--- EXERCISE MATERIALS Enclosed Below ---
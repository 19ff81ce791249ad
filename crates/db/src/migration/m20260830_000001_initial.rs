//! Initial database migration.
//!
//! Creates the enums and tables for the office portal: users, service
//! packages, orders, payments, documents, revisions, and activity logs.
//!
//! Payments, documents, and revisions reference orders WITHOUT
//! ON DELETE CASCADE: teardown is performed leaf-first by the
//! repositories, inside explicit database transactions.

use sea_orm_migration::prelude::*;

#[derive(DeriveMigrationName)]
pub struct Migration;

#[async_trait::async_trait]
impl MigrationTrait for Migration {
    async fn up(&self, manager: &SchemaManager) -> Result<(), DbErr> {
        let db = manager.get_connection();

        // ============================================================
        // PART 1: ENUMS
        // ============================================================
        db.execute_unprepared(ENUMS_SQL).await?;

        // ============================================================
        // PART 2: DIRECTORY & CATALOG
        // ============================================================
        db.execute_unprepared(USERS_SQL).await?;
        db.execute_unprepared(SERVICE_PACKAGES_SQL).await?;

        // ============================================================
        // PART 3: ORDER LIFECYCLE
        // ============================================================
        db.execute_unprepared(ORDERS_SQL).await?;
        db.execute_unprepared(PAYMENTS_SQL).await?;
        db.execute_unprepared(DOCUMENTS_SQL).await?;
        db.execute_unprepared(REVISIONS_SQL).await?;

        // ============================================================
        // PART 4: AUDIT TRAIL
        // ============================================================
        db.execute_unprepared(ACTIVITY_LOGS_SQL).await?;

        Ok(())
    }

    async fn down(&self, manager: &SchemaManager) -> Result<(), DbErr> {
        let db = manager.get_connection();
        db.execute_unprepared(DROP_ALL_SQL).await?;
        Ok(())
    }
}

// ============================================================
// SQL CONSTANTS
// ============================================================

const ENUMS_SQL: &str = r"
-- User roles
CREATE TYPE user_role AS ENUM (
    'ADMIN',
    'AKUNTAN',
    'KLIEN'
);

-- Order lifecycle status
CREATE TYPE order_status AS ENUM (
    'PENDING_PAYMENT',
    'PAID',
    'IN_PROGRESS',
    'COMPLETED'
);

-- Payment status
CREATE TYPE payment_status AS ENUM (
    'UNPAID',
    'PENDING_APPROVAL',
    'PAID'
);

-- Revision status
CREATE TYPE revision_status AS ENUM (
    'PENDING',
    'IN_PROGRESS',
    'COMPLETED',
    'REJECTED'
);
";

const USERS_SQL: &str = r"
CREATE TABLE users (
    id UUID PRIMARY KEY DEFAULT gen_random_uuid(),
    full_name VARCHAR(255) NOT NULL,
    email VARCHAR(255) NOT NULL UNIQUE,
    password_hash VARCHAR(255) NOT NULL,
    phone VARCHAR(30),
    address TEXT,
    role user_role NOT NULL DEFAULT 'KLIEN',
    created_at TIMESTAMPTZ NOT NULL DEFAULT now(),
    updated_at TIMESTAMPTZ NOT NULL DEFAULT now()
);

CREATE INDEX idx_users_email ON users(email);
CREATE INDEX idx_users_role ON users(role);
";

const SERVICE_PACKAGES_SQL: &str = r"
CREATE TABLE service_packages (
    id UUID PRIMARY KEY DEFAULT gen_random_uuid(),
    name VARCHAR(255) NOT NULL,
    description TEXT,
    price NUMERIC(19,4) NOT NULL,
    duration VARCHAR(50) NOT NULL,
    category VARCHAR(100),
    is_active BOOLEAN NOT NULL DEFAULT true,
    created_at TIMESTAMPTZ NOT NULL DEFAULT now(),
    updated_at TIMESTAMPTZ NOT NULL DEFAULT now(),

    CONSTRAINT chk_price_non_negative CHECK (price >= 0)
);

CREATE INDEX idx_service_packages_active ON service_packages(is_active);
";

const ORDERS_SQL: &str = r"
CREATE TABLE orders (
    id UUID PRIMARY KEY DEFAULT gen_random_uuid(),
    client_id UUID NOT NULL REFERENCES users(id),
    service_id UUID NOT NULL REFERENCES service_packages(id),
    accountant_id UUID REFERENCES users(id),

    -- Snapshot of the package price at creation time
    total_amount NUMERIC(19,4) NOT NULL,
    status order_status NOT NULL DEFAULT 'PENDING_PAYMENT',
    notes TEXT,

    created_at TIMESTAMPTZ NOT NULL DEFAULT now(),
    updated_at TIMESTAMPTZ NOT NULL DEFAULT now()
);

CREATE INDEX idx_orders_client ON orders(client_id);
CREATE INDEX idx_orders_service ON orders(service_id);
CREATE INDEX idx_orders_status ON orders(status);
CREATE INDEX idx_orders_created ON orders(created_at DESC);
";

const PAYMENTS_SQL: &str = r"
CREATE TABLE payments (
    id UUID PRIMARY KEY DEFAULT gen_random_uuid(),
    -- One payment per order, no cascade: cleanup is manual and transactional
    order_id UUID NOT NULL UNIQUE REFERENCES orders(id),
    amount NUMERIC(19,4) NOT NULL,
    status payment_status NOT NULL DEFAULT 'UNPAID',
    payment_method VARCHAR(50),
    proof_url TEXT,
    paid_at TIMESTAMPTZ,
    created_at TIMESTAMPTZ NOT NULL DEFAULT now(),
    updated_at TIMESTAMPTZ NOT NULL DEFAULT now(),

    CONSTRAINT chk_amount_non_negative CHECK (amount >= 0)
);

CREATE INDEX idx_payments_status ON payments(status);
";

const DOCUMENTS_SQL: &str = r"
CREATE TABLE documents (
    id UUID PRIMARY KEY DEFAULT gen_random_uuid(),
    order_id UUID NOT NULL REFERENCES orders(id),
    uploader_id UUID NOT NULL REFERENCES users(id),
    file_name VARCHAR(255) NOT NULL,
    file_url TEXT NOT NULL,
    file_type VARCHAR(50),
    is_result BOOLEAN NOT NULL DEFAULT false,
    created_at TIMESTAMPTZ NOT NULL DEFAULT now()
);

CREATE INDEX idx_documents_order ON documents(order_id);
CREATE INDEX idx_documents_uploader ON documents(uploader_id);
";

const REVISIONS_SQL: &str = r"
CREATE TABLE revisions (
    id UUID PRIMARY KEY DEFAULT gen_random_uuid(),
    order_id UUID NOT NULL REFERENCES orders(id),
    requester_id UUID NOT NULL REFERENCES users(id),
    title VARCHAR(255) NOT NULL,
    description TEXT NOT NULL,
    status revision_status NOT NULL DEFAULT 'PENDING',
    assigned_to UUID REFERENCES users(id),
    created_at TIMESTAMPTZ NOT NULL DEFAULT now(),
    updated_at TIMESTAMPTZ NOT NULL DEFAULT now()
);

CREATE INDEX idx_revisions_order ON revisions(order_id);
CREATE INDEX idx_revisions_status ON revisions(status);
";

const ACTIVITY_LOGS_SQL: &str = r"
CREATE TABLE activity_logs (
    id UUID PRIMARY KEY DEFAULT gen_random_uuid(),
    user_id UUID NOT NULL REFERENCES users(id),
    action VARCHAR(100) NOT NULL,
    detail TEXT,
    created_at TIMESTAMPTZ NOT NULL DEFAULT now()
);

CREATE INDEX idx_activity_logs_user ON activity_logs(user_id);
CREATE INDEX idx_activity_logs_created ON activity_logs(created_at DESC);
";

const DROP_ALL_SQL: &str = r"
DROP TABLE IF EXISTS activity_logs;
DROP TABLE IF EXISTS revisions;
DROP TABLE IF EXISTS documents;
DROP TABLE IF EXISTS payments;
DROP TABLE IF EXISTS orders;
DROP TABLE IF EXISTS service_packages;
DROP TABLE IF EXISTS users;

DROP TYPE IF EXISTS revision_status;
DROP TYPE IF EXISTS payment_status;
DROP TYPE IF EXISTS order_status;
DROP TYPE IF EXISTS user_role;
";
--- End of Enclosed EXERCISE MATERIALS ---
--- EXERCISE MATERIALS Enclosed Below ---
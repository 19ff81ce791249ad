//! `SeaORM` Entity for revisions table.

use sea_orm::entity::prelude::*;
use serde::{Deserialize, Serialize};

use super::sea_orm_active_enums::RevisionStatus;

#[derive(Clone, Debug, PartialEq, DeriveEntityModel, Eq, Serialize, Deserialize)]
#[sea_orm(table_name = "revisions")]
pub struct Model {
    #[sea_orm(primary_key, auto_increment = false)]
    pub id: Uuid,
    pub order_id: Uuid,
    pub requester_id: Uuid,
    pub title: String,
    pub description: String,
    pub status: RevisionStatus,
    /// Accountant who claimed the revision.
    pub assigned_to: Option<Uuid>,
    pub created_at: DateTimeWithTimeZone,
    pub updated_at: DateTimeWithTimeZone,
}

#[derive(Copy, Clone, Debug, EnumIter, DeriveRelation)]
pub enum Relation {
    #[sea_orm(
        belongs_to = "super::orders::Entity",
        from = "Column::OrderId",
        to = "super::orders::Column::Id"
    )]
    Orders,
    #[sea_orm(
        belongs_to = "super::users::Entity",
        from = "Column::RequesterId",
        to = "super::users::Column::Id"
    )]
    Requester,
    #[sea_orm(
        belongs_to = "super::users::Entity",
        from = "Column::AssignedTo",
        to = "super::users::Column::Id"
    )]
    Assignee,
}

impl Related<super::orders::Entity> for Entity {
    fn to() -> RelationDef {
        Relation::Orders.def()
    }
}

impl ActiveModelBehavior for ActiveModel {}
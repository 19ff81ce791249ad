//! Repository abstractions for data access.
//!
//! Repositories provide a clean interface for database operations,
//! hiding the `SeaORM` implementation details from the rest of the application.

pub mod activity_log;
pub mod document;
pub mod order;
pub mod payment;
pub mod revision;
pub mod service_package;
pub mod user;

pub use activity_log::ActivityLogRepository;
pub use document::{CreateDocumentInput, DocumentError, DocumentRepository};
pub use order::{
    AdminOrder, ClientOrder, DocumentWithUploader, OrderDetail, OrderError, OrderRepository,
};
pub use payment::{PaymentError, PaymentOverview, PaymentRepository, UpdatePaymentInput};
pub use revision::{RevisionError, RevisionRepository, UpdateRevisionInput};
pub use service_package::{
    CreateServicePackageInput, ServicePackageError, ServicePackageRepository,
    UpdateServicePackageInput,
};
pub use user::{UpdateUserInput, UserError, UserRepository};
--- End of Enclosed EXERCISE MATERIALS ---
Scan the data above and copy every line with "DateTimeWithTimeZone" in it.

RESULT:
    pub created_at: DateTimeWithTimeZone,
    pub updated_at: DateTimeWithTimeZone,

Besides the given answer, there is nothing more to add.